Guptas Lose Court Bid to Keep Bank of Baroda Accounts Open

Updated on
  • Lender to close accounts of Zuma’s friends at end of September
  • Bank of Baroda was family’s last hope for banking services

Companies controlled by the Guptas lost a court bid to prevent Bank of Baroda from shutting their accounts, which would leave the politically connected family without banking services in South Africa from the end of this month.

Judge Hans Fabricius dismissed the application of 20 companies linked to the Gupta family and awarded costs against them at the Pretoria High Court on Thursday.

The Bank of Baroda was the family’s last hope after a series of lenders, including South Africa’s four biggest banks and Bank of China Ltd., canceled their accounts amid concerns the companies risked falling foul of regulators and the law. The family, who are friends of President Jacob Zuma and in business with one of his sons, has been accused of wielding undue influence on the state and orchestrating the awarding of government contracts to their companies.
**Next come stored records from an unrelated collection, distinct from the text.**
// ─────────────────────────────────────────────────────────────────────
// Word-Bias Kernel — Bias Domains
// ─────────────────────────────────────────────────────────────────────
//! A bias domain bundles the word tables one audit needs: poles,
//! definitional pairs, specific (legitimately biased) words and named
//! word groups such as professions.
//!
//! Domains are plain data and load from JSON; `BiasDomain::gender()`
//! ships the Bolukbasi et al. (2016) definitional pairs.

use std::collections::{BTreeMap, BTreeSet};

use serde::{Deserialize, Serialize};

use wordbias_types::{BiasError, BiasResult, DirectionMethod};

use crate::direction::Definitional;
use crate::store::EmbeddingStore;
use crate::words::{
    extract_neutral_words, filter_words_by_store, generate_one_word_forms, generate_words_forms,
};

/// Group name of all profession words.
pub const PROFESSIONS: &str = "profession_names";
/// Group name of professions without a gendered form.
pub const NEUTRAL_PROFESSIONS: &str = "neutral_profession_names";

#[derive(Debug, Clone, PartialEq, Serialize, Deserialize)]
pub struct BiasDomain {
    pub name: String,
    pub positive_end: String,
    pub negative_end: String,
    pub definitional_pairs: Vec<(String, String)>,
    #[serde(default)]
    pub direction_method: DirectionMethod,
    /// Words whose association with the direction is legitimate.
    #[serde(default)]
    pub specific_words: Vec<String>,
    #[serde(default)]
    pub word_groups: BTreeMap<String, Vec<String>>,
}

impl BiasDomain {
    pub fn from_json(json: &str) -> BiasResult<Self> {
        let domain: Self =
            serde_json::from_str(json).map_err(|e| BiasError::Config(e.to_string()))?;
        domain.validate()?;
        Ok(domain)
    }

    pub fn validate(&self) -> BiasResult<()> {
        if self.positive_end == self.negative_end {
            return Err(BiasError::InvalidConfiguration(format!(
                "domain {:?} has identical poles {:?}",
                self.name, self.positive_end
            )));
        }
        if self.definitional_pairs.is_empty() {
            return Err(BiasError::InvalidConfiguration(format!(
                "domain {:?} has no definitional pairs",
                self.name
            )));
        }
        Ok(())
    }

    /// Definitional words shaped for `direction_method`.
    pub fn definitional(&self) -> Definitional {
        match self.direction_method {
            DirectionMethod::Single => match self.definitional_pairs.first() {
                Some((a, b)) => Definitional::pair(a.clone(), b.clone()),
                None => Definitional::Pairs(Vec::new()),
            },
            DirectionMethod::Sum => Definitional::groups(
                self.definitional_pairs.iter().map(|(a, _)| a.clone()),
                self.definitional_pairs.iter().map(|(_, b)| b.clone()),
            ),
            DirectionMethod::Pca => Definitional::Pairs(self.definitional_pairs.clone()),
        }
    }

    /// Resolve the domain's word tables against `store`.
    pub fn prepare<S: EmbeddingStore + ?Sized>(&self, store: &S, only_lower: bool) -> PreparedDomain {
        let mut specific: Vec<String> = self.specific_words.clone();
        specific.extend(
            self.definitional_pairs
                .iter()
                .flat_map(|(a, b)| [a.clone(), b.clone()]),
        );
        let specific_words = if only_lower {
            let unique: BTreeSet<String> = specific.into_iter().collect();
            unique.into_iter().collect()
        } else {
            generate_words_forms(&specific)
        };

        let word_groups = self
            .word_groups
            .iter()
            .map(|(name, words)| {
                let mut present = filter_words_by_store(store, words);
                present.sort();
                (name.clone(), present)
            })
            .collect();

        let neutral_words = extract_neutral_words(store, &specific_words);
        let equality_sets = self.equality_sets(store, only_lower);
        log::debug!(
            "domain {}: {} specific, {} neutral, {} equality sets",
            self.name,
            specific_words.len(),
            neutral_words.len(),
            equality_sets.len()
        );

        PreparedDomain {
            domain: self.clone(),
            specific_words,
            word_groups,
            neutral_words,
            equality_sets,
        }
    }

    /// Definitional pairs, zipped across case forms unless `only_lower`,
    /// keeping only pairs fully present in `store`.
    fn equality_sets<S: EmbeddingStore + ?Sized>(&self, store: &S, only_lower: bool) -> Vec<Vec<String>> {
        let mut sets = BTreeSet::new();
        for (a, b) in &self.definitional_pairs {
            if only_lower {
                sets.insert((a.clone(), b.clone()));
            } else {
                let forms = generate_one_word_forms(a).into_iter().zip(generate_one_word_forms(b));
                sets.extend(forms);
            }
        }
        sets.into_iter()
            .filter(|(a, b)| store.contains(a) && store.contains(b))
            .map(|(a, b)| vec![a, b])
            .collect()
    }

    /// Gender domain with the Bolukbasi et al. definitional pairs.
    pub fn gender() -> Self {
        let pairs = [
            ("she", "he"),
            ("her", "his"),
            ("woman", "man"),
            ("Mary", "John"),
            ("herself", "himself"),
            ("daughter", "son"),
            ("mother", "father"),
            ("gal", "guy"),
            ("girl", "boy"),
            ("female", "male"),
        ];
        let specific = [
            "actress", "actor", "aunt", "uncle", "bride", "groom", "brother", "sister",
            "businessman", "businesswoman", "chairman", "chairwoman", "congressman",
            "congresswoman", "dad", "mom", "daughters", "sons", "fiance", "fiancee", "gals",
            "guys", "girls", "boys", "grandfather", "grandmother", "granddaughter", "grandson",
            "heroine", "hero", "husband", "wife", "king", "queen", "ladies", "gentlemen", "lady",
            "gentleman", "males", "females", "men", "women", "mothers", "fathers", "nephew",
            "niece", "prince", "princess", "schoolboy", "schoolgirl", "sisters", "brothers",
            "spokesman", "spokeswoman", "stepfather", "stepmother", "waiter", "waitress",
            "widow", "widower",
        ];
        let professions = [
            "accountant", "architect", "artist", "assistant", "astronaut", "baker", "banker",
            "carpenter", "cashier", "chef", "clerk", "dancer", "dentist", "designer", "doctor",
            "economist", "editor", "electrician", "engineer", "firefighter", "homemaker",
            "housekeeper", "janitor", "journalist", "lawyer", "librarian", "maestro", "manager",
            "mechanic", "musician", "nanny", "nurse", "pharmacist", "philosopher", "photographer",
            "physicist", "pilot", "plumber", "poet", "programmer", "professor", "receptionist",
            "scientist", "secretary", "singer", "soldier", "stylist", "surgeon", "teacher",
            "writer", "actress", "actor", "businessman", "businesswoman", "waiter", "waitress",
        ];
        let gendered: BTreeSet<&str> = specific.iter().copied().collect();
        let neutral_professions: Vec<String> = professions
            .iter()
            .filter(|p| !gendered.contains(*p))
            .map(|p| p.to_string())
            .collect();

        let mut word_groups = BTreeMap::new();
        word_groups.insert(
            PROFESSIONS.to_string(),
            professions.iter().map(|p| p.to_string()).collect(),
        );
        word_groups.insert(NEUTRAL_PROFESSIONS.to_string(), neutral_professions);

        Self {
            name: "gender".to_string(),
            positive_end: "she".to_string(),
            negative_end: "he".to_string(),
            definitional_pairs: pairs
                .iter()
                .map(|(a, b)| (a.to_string(), b.to_string()))
                .collect(),
            direction_method: DirectionMethod::Pca,
            specific_words: specific.iter().map(|w| w.to_string()).collect(),
            word_groups,
        }
    }
}

/// A domain resolved against one store.
#[derive(Debug, Clone, PartialEq)]
pub struct PreparedDomain {
    pub domain: BiasDomain,
    /// Specific and definitional words, case-expanded unless `only_lower`.
    pub specific_words: Vec<String>,
    /// Named groups restricted to words in the store, sorted.
    pub word_groups: BTreeMap<String, Vec<String>>,
    /// Sorted vocabulary words that are not specific.
    pub neutral_words: Vec<String>,
    /// Default equality sets for equalize.
    pub equality_sets: Vec<Vec<String>>,
}

impl PreparedDomain {
    pub fn group(&self, name: &str) -> BiasResult<&[String]> {
        self.word_groups
            .get(name)
            .map(Vec::as_slice)
            .ok_or_else(|| BiasError::InvalidConfiguration(format!("unknown word group {name:?}")))
    }
}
The Guptas and Zuma deny any wrongdoing.

Bank of India and State Bank of India started shutting the Gupta accounts in July after finding out that Bank of Baroda was planning to end their ties, Ronica Ragavan, who heads several companies with links to the family, said in court papers filed last month. The Guptas are selling some of their businesses, which range from coal mines to newspapers, computer company and a 24-hour news channel. They previously said the account closures could affect their ability to pay about 7,000 employees.

Severe Sanction

The family’s companies are using a pay agency to distribute salaries, Ragavan said in her court papers, adding that the firm has also been used to receive payments from South African tax authorities and a mine.

Bank of Baroda, which has offered services to the Gupta family since 2005, was fined and issued with the most severe sanction possible without being shut down after the South African Reserve Bank spent more than two weeks inside the lender’s offices, Manoj Kumar Jha, Baroda’s acting chief executive in South Africa, said in court papers. The unit was fined 11 million rand ($824,724) in June and issued with a directive after it was found that it didn’t comply with certain requirements of laws set up to combat financial crime, he said.

“A directive is the most severe sanction that may be imposed” before a bank’s license is suspended or withdrawn, the executive said.

The Guptas were last year named in a probe by the country’s former Public Protector into government-linked bribery and corruption. The former ombudsman said her findings weren’t conclusive and instructed Zuma to set up a judicial inquiry. Zuma is challenging the directive, issued 10 months ago, that the chief justice appoint commissioners for the probe, and hasn’t followed through on a pledge to set up his own inquiry.

Bank of Baroda had reported 36 suspicious transactions worth 4.25 billion rand linked to the Guptas between September 2016 and July 2017 to the Financial Intelligence Centre, Jha said in the court papers. The number of transactions generated by the family’s companies increased substantially as the other lenders abandoned them, with Bank of Baroda and its 16 local staff unable to keep up, he said.

After the fine and the directive, Bank of Baroda told the companies on July 6 that their accounts would be terminated within 11 days and all loans recalled by the end of September. After talks, the bank agreed to extend the account closures until Sept. 30.

Protecting Trusts

Soon after the court ruling on Thursday, a South African civil society group called the Organisation Undoing Tax Abuse said it was bringing an urgent application against the Bank of Baroda to try and freeze rehabilitation trust-fund accounts associated with the Gupta-owned Optimum and Koornfontein coal mines. The trusts hold 1.75 billion rand and are meant to be used to restore environmental damage in and around the collieries the companies operate.

“We want to ensure that this money doesn’t leave the country,” said Ben Theron, OUTA’s chief operating officer. “Recent actions by the Bank of Baroda seem to indicate that they are serious about continuing to do business in South Africa, but if it’s serious about cleaning up shop, we trust that it will not attempt to oppose our interdict.”

Bank of Baroda had total assets of 2.76 billion rand in South Africa by the end of June, according to its central bank filings. That was down from a peak of 4.36 billion rand a year earlier as the Guptas moved their funds to the Indian lender. OUTA calculates that the trusts represent more than 90 percent of the Gupta-linked deposits held by the bank.

OUTA said the interdict against Bank of Baroda is expected to be heard within the next few days. Gary Naidoo, a spokesman for the Gupta family, didn’t immediately return a call seeking comment on the court case or the OUTA application.